背中に置かれたセドリックの手が離れ、掌の温かさが無くなるのが寂しかった。


五年に一度の間隔で巫女は集められる。

女王候補が選ばれるのは、当代女王が退位の意志を示されてから最初の巫女が集められる時のみだ。
今回の巫女達がそのタイミングに重なった。

現女王が即位してから、ここ二十年間は五年に一度巫女は集められたが、女性たちは神殿に二年仕えその後、元の生活に戻っている。

ただ、巫女となり仕えた女性は国に難事が起こった際には招集され、その魔力と能力をもって国と国民の為に仕え、支えるという役割を担う。

説明し終えると、心配そうに私の顔を覗き込んだ。

「実は、女王候補の選定基準なんて誰も知らない。要はあってないようなものってことさ。当然、女王候補は魔力の強さやその魔力量だけで選ばれるものではない。本来持って生まれた本人の性格や資質。人との関わりの中から学んだ経験。その魔力の受け皿になっている人間の本質が、どういうものなのかが大事だとだけは言えるかもしれない」



セドリックの言う通り、何も知らないまま不安になり走り続けるより気持ちは軽くなってきていた。

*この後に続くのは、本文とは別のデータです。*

pub mod artifacts;
pub mod config;
pub mod jobs;
pub mod model;
pub mod parser;
pub mod query;
pub mod storage;
pub mod tags;
pub mod timing;

pub use model::{ParsedStats, RunInfo, RunPage, Verdict};
pub use query::TagFilters;
pub use storage::{Store, StoreError};
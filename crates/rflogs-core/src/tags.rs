//! Validation and normalisation of user-supplied run tags.
//!
//! Tags arrive as `key:value` or a bare `key` (value `true`). A set is accepted
//! or rejected as a whole.

use lazy_static::lazy_static;
use regex::Regex;
use serde::{Deserialize, Serialize};
use thiserror::Error;

/// Keys that collide with pagination parameters or the synthetic verdict filter.
pub const RESERVED_TAG_KEYS: [&str; 3] = ["limit", "offset", "verdict"];

lazy_static! {
    static ref TAG_KEY: Regex = Regex::new(r"^[a-zA-Z][a-zA-Z0-9_.-]{0,49}$").unwrap();
    static ref TAG_VALUE: Regex = Regex::new(r"^[a-zA-Z0-9_./\s-]{1,100}$").unwrap();
}

#[derive(Debug, Error, Clone, PartialEq, Eq)]
pub enum TagError {
    #[error("'{key}' is a reserved keyword and cannot be used as a tag key")]
    Reserved { key: String },

    #[error(
        "Invalid tag key '{key}'. Must start with a letter, and be 1-50 characters long. \
         Allowed characters: letters, numbers, '_', '-', '.'"
    )]
    InvalidKey { key: String },

    #[error(
        "Invalid tag value '{value}'. Must be 1-100 characters long. \
         Allowed characters: letters, numbers, spaces, '_', '-', '.', '/'"
    )]
    InvalidValue { key: String, value: String },

    #[error("Duplicate tag key: '{key}' (case-insensitive)")]
    DuplicateKey { key: String },
}

/// Validated tags in submission order, keys in their submitted case.
#[derive(Debug, Clone, Default, PartialEq, Eq, Serialize, Deserialize)]
pub struct NormalizedTags(Vec<(String, String)>);

impl NormalizedTags {
    pub fn len(&self) -> usize {
        self.0.len()
    }

    pub fn is_empty(&self) -> bool {
        self.0.is_empty()
    }

    pub fn iter(&self) -> impl Iterator<Item = (&str, &str)> {
        self.0.iter().map(|(k, v)| (k.as_str(), v.as_str()))
    }

    /// Case-insensitive key lookup.
    pub fn get(&self, key: &str) -> Option<&str> {
        self.0
            .iter()
            .find(|(k, _)| k.eq_ignore_ascii_case(key))
            .map(|(_, v)| v.as_str())
    }
}

pub fn validate_and_normalize_tags<S: AsRef<str>>(raw: &[S]) -> Result<NormalizedTags, TagError> {
    let mut out: Vec<(String, String)> = Vec::with_capacity(raw.len());

    for tag in raw {
        let (key, value) = split_tag(tag.as_ref());
        let key_lower = key.to_lowercase();

        if RESERVED_TAG_KEYS.contains(&key_lower.as_str()) {
            return Err(TagError::Reserved { key: key.into() });
        }
        if !TAG_KEY.is_match(key) {
            return Err(TagError::InvalidKey { key: key.into() });
        }
        if !TAG_VALUE.is_match(value) {
            return Err(TagError::InvalidValue {
                key: key.into(),
                value: value.into(),
            });
        }
        if out.iter().any(|(k, _)| k.to_lowercase() == key_lower) {
            return Err(TagError::DuplicateKey { key: key.into() });
        }

        out.push((key.to_string(), value.to_string()));
    }

    Ok(NormalizedTags(out))
}

fn split_tag(tag: &str) -> (&str, &str) {
    match tag.split_once(':') {
        Some((k, v)) => (k.trim(), v.trim()),
        None => (tag.trim(), "true"),
    }
}

#[cfg(test)]
mod tests {
    use super::*;

    #[test]
    fn test_bare_key_gets_true() {
        let tags = validate_and_normalize_tags(&["env:prod", "smoke"]).unwrap();
        let pairs: Vec<_> = tags.iter().collect();
        assert_eq!(pairs, vec![("env", "prod"), ("smoke", "true")]);
    }

    #[test]
    fn test_duplicate_keys_ignore_case() {
        let err = validate_and_normalize_tags(&["Env:Prod", "env:staging"]).unwrap_err();
        assert_eq!(
            err,
            TagError::DuplicateKey {
                key: "env".into()
            }
        );
    }

    #[test]
    fn test_reserved_keys_rejected() {
        for raw in ["limit:5", "OFFSET:1", "Verdict:pass"] {
            let err = validate_and_normalize_tags(&[raw]).unwrap_err();
            assert!(matches!(err, TagError::Reserved { .. }), "{raw}: {err}");
        }
    }

    #[test]
    fn test_key_syntax() {
        assert!(validate_and_normalize_tags(&["1env:x"]).is_err());
        assert!(validate_and_normalize_tags(&[":x"]).is_err());
        assert!(validate_and_normalize_tags(&["env space:x"]).is_err());
        assert!(validate_and_normalize_tags(&[format!("k{}", "a".repeat(49))]).is_ok());
        assert!(validate_and_normalize_tags(&[format!("k{}", "a".repeat(50))]).is_err());
        assert!(validate_and_normalize_tags(&["release_v1.0-rc"]).is_ok());
    }

    #[test]
    fn test_value_syntax() {
        assert!(validate_and_normalize_tags(&["branch:feature/login fix"]).is_ok());
        assert!(validate_and_normalize_tags(&["env:"]).is_err());
        assert!(validate_and_normalize_tags(&["env:prod!"]).is_err());
        assert!(validate_and_normalize_tags(&[format!("env:{}", "v".repeat(100))]).is_ok());
        assert!(validate_and_normalize_tags(&[format!("env:{}", "v".repeat(101))]).is_err());
    }

    #[test]
    fn test_value_may_contain_colons_after_first() {
        // only the first ':' separates key and value; ':' is not a legal value char
        let err = validate_and_normalize_tags(&["url:a:b"]).unwrap_err();
        assert!(matches!(err, TagError::InvalidValue { .. }));
    }

    #[test]
    fn test_whitespace_is_trimmed() {
        let tags = validate_and_normalize_tags(&["  env : prod  "]).unwrap();
        assert_eq!(tags.get("ENV"), Some("prod"));
    }

    #[test]
    fn test_one_bad_tag_rejects_the_set() {
        assert!(validate_and_normalize_tags(&["env:prod", "bad key"]).is_err());
    }
}
use crate::parser::ParserConfig;
use std::env;
use std::path::PathBuf;

#[derive(Debug, Clone)]
pub struct IngestConfig {
    pub db_path: PathBuf,
    pub artifact_root: PathBuf,
    pub workers: usize,
    pub queue_depth: usize,
    pub read_buffer: usize,
    pub log_level: String,
}

impl Default for IngestConfig {
    fn default() -> Self {
        Self {
            db_path: PathBuf::from(".rflogs/rflogs.db"),
            artifact_root: PathBuf::from(".rflogs/artifacts"),
            workers: 2,
            queue_depth: 64,
            read_buffer: ParserConfig::default().buffer_size,
            log_level: "info".to_string(),
        }
    }
}

impl IngestConfig {
    pub fn from_env() -> Self {
        Self::from_vars(|k| env::var(k).ok())
    }

    /// Defaults overridden by whatever `var` returns. Unparseable numbers
    /// and zero sizes keep the default.
    pub fn from_vars(var: impl Fn(&str) -> Option<String>) -> Self {
        let mut cfg = Self::default();
        if let Some(v) = var("RFLOGS_DB") {
            cfg.db_path = PathBuf::from(v);
        }
        if let Some(v) = var("RFLOGS_ARTIFACT_ROOT") {
            cfg.artifact_root = PathBuf::from(v);
        }
        if let Some(n) = positive(var("RFLOGS_WORKERS")) {
            cfg.workers = n;
        }
        if let Some(n) = positive(var("RFLOGS_QUEUE_DEPTH")) {
            cfg.queue_depth = n;
        }
        if let Some(n) = positive(var("RFLOGS_READ_BUFFER")) {
            cfg.read_buffer = n;
        }
        if let Some(v) = var("RFLOGS_LOG") {
            cfg.log_level = v;
        }
        cfg
    }

    pub fn parser_config(&self) -> ParserConfig {
        ParserConfig {
            buffer_size: self.read_buffer,
        }
    }
}

fn positive(v: Option<String>) -> Option<usize> {
    v.and_then(|s| s.trim().parse::<usize>().ok())
        .filter(|n| *n > 0)
}
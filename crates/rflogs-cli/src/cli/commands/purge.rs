use super::{exit_codes, print_json, Env};
use crate::cli::args::PurgeArgs;
use rflogs_core::artifacts::ArtifactSource;
use std::collections::BTreeSet;

pub async fn run(env: &Env, args: PurgeArgs) -> anyhow::Result<i32> {
    let candidates = env.store.runs_to_purge(chrono::Utc::now())?;
    let run_ids: BTreeSet<String> = candidates.iter().map(|c| c.run_id.clone()).collect();
    let paths: Vec<String> = candidates
        .iter()
        .filter_map(|c| c.file_path.clone())
        .collect();

    if args.dry_run {
        print_json(&serde_json::json!({
            "runs": run_ids,
            "files": paths,
        }))?;
        return Ok(exit_codes::OK);
    }

    let files_deleted = delete_objects(env, &paths).await;
    let ids: Vec<String> = run_ids.into_iter().collect();
    let purged = env.store.purge_runs(&ids)?;

    print_json(&serde_json::json!({
        "purged": purged,
        "files_deleted": files_deleted,
    }))?;
    Ok(exit_codes::OK)
}

/// Best effort; a file that cannot be removed is logged and skipped.
pub(crate) async fn delete_objects(env: &Env, paths: &[String]) -> usize {
    let mut deleted = 0;
    for path in paths {
        match env.source.delete(path).await {
            Ok(true) => deleted += 1,
            Ok(false) => {}
            Err(e) => tracing::warn!(event = "artifact_delete_failed", path = %path, error = %e),
        }
    }
    deleted
}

黙って神妙な面持ちのまま俯くアレッサの頬を、セドリックは子供の悪戯みたいにツンツンと指でつつく。

思わずむっとして顔を上げた。

「やっと、こっちを向いた」

嬉しそうに、にかっと笑う彼の様子につられて、フッと緊張していた頬が緩んでしまった。

「セドリック様、ありがとうございます」

この人は、私の心の機微さえも感じ取れる繊細で優しい人だ。

両腕を大きく開いて、何でも受け止めるぞって態度で私に立ち向かってきてくれた。

何よりも私の心を軽くしてくれたのは、彼の存在そのものだった。




「週末は授業は休みだろう?」

「はい…でもやることがあって…」

「知っているよ。神殿に来てからというもの君は休みの日も図書室でずっと勉強しているんだってね。シェノビアからも熱心に特訓に取り組んでいて順調に習得していると聞いているよ。明日は自分の心と体を休ませてあげる為に使おう。せっかく王都にいるのに、まだ街に出たこともないのだろう?巫女になったんだ、この国の街や国民の暮らしも知っていて欲しいな」

「そういえば…謁見式以来、神殿から出ていないですね…」

苦笑いしてしまう…この国の街も国民の生活も見たことがないなんて…巫女として本来知るべきものさえ分かっていなかった。私は何を勉強していたのか……。

「見たい…街に行ってみたいです!」

「よし。そうとなれば…君の日曜日、一日を俺に預けて」

セドリックはアレッサの顔を覗き込むと垂れ気味の深緑の瞳を輝かせて、悪戯っぽくにっと口角を上げて笑った。

「はい!よろしくお願いしますっ」

その笑顔にどぎまぎして声が裏返ってしまい。くすくすと笑われてしまった。